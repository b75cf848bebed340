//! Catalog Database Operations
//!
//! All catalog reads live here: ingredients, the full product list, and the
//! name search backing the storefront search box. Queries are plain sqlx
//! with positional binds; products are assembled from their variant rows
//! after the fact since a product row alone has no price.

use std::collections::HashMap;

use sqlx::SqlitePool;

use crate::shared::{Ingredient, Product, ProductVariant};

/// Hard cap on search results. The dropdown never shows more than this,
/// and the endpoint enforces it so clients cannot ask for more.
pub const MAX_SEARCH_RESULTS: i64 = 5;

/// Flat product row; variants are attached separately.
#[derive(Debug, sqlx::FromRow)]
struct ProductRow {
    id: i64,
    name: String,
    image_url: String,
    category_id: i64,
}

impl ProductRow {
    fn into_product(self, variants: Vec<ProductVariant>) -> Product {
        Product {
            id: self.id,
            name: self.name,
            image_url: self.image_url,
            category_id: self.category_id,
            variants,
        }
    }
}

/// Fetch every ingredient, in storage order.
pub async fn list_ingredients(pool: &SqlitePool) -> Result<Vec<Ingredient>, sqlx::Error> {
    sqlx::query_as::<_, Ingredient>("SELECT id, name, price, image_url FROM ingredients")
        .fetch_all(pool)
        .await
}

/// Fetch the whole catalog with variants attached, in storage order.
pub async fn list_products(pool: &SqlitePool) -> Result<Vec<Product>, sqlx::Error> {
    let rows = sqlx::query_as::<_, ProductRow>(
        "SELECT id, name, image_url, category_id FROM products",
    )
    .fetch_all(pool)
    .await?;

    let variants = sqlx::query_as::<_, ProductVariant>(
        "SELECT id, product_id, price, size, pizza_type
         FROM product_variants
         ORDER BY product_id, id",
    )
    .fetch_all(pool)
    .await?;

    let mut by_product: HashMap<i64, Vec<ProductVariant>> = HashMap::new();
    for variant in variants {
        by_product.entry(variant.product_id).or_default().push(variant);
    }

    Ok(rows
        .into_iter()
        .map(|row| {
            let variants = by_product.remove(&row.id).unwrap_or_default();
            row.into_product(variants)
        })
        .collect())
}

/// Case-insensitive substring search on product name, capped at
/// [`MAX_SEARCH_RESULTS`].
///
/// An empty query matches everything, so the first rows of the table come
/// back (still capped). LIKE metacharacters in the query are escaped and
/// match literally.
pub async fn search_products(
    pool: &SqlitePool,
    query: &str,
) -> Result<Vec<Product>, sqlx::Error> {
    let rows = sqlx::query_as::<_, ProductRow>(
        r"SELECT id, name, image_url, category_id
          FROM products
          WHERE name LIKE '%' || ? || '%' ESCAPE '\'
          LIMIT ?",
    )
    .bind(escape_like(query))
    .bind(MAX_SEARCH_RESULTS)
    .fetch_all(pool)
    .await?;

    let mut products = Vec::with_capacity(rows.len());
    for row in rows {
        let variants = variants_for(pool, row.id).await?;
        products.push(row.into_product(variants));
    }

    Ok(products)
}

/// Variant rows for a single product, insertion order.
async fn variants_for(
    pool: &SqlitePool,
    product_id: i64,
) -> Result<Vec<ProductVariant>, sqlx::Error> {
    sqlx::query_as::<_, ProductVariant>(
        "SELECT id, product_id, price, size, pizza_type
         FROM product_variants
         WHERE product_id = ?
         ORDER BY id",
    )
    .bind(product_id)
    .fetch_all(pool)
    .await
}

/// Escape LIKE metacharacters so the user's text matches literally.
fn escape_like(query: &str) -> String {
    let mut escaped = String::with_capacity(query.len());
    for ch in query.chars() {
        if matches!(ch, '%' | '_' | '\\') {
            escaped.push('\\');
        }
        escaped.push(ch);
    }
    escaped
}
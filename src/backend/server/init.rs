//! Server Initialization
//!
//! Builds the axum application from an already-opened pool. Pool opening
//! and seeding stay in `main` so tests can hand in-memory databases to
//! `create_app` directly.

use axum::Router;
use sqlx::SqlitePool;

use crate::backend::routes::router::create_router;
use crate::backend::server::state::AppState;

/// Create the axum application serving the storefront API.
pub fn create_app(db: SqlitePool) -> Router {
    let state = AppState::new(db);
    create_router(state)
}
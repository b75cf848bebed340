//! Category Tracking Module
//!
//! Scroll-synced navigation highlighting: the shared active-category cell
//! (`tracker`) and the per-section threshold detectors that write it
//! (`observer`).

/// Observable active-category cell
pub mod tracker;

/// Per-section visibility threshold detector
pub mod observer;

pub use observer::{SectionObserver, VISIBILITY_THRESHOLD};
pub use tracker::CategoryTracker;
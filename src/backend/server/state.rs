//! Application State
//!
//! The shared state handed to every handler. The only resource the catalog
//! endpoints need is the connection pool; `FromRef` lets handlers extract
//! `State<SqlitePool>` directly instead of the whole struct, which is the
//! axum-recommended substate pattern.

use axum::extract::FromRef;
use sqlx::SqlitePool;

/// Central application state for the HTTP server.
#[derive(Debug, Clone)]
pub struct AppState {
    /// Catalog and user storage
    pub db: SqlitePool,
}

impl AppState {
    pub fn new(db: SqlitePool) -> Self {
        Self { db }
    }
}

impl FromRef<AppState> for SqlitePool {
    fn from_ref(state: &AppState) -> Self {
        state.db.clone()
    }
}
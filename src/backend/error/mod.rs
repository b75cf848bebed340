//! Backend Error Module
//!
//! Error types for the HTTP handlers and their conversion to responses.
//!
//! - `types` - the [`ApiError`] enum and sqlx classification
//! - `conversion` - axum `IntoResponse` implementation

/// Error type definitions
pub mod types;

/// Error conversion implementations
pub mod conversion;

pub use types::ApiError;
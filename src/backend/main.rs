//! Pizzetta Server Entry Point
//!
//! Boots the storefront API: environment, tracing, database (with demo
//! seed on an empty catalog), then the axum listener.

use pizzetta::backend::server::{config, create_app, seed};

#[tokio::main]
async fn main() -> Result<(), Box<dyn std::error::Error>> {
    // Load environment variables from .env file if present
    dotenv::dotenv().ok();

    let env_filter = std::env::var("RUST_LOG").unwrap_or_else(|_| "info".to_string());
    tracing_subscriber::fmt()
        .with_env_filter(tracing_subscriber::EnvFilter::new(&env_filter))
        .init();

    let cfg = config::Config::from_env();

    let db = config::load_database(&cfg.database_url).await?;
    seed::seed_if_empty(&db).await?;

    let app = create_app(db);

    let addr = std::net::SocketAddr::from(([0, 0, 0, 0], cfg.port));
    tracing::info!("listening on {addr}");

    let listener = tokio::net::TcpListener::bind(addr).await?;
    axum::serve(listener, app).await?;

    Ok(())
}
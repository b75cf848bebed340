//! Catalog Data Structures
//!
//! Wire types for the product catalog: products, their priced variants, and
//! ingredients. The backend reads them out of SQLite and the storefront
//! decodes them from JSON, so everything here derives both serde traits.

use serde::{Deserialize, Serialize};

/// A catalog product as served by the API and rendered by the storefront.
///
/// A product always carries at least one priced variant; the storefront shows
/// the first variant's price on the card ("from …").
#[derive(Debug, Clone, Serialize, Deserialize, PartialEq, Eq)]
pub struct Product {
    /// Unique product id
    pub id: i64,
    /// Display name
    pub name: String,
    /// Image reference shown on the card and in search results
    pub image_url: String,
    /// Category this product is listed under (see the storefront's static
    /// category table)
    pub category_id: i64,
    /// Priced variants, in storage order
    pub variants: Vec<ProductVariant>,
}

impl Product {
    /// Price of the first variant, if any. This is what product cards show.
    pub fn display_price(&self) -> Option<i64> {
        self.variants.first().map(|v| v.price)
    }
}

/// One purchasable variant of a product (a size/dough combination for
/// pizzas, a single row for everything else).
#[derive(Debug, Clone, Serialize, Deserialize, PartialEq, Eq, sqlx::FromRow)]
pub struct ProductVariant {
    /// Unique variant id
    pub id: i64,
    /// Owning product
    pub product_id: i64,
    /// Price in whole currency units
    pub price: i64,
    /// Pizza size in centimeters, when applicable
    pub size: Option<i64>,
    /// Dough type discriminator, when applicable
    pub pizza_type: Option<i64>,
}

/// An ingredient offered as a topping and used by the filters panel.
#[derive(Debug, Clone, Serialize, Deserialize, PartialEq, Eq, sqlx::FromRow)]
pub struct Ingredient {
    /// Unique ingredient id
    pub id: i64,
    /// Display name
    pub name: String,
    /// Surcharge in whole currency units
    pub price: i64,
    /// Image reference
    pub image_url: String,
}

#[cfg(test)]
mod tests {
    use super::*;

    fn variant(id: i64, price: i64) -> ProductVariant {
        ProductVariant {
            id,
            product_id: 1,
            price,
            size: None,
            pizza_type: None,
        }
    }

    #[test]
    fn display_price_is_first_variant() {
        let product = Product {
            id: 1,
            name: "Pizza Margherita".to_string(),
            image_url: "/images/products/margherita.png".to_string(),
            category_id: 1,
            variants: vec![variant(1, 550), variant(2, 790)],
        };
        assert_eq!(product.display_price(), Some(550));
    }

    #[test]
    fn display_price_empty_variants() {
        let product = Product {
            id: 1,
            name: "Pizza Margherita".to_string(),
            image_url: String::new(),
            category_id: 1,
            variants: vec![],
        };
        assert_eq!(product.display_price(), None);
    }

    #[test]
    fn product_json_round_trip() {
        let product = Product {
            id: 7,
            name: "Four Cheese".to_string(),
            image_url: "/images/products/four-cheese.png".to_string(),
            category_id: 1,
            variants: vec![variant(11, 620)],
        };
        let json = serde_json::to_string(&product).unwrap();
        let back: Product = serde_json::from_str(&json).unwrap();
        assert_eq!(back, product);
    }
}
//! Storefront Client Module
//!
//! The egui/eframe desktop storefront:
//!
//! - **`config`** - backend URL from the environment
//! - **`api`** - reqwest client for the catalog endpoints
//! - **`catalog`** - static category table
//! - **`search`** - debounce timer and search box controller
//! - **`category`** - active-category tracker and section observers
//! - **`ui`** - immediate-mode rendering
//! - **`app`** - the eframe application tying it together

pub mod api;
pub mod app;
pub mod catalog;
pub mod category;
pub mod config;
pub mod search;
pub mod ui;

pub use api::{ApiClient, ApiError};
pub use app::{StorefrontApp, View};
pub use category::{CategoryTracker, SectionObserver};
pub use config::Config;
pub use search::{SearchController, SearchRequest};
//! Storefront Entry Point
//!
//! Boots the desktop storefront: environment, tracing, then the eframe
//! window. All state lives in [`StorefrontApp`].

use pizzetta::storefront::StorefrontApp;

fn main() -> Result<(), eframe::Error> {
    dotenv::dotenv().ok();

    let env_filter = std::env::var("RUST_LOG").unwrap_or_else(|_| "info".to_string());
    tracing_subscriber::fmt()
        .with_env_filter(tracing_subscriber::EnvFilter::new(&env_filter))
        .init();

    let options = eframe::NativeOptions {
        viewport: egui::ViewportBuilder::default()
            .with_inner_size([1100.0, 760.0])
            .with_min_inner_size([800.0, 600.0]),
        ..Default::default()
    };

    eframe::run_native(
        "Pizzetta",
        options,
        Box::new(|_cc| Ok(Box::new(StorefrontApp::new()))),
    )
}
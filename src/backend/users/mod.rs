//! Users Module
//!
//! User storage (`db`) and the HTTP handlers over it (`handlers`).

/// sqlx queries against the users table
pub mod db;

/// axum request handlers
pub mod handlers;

********************

# Exercise
Beginning with the line that holds "let options = eframe::NativeOptions" and ending with the last line of the data, copy each line exactly and add nothing.

# Task solution
    let options = eframe::NativeOptions {
        viewport: egui::ViewportBuilder::default()
            .with_inner_size([1100.0, 760.0])
            .with_min_inner_size([800.0, 600.0]),
        ..Default::default()
    };

    eframe::run_native(
        "Pizzetta",
        options,
        Box::new(|_cc| Ok(Box::new(StorefrontApp::new()))),
    )
}
filename src/backend/users/mod.rs
//! Users Module
//!
//! User storage (`db`) and the HTTP handlers over it (`handlers`).

/// sqlx queries against the users table
pub mod db;

/// axum request handlers
pub mod handlers;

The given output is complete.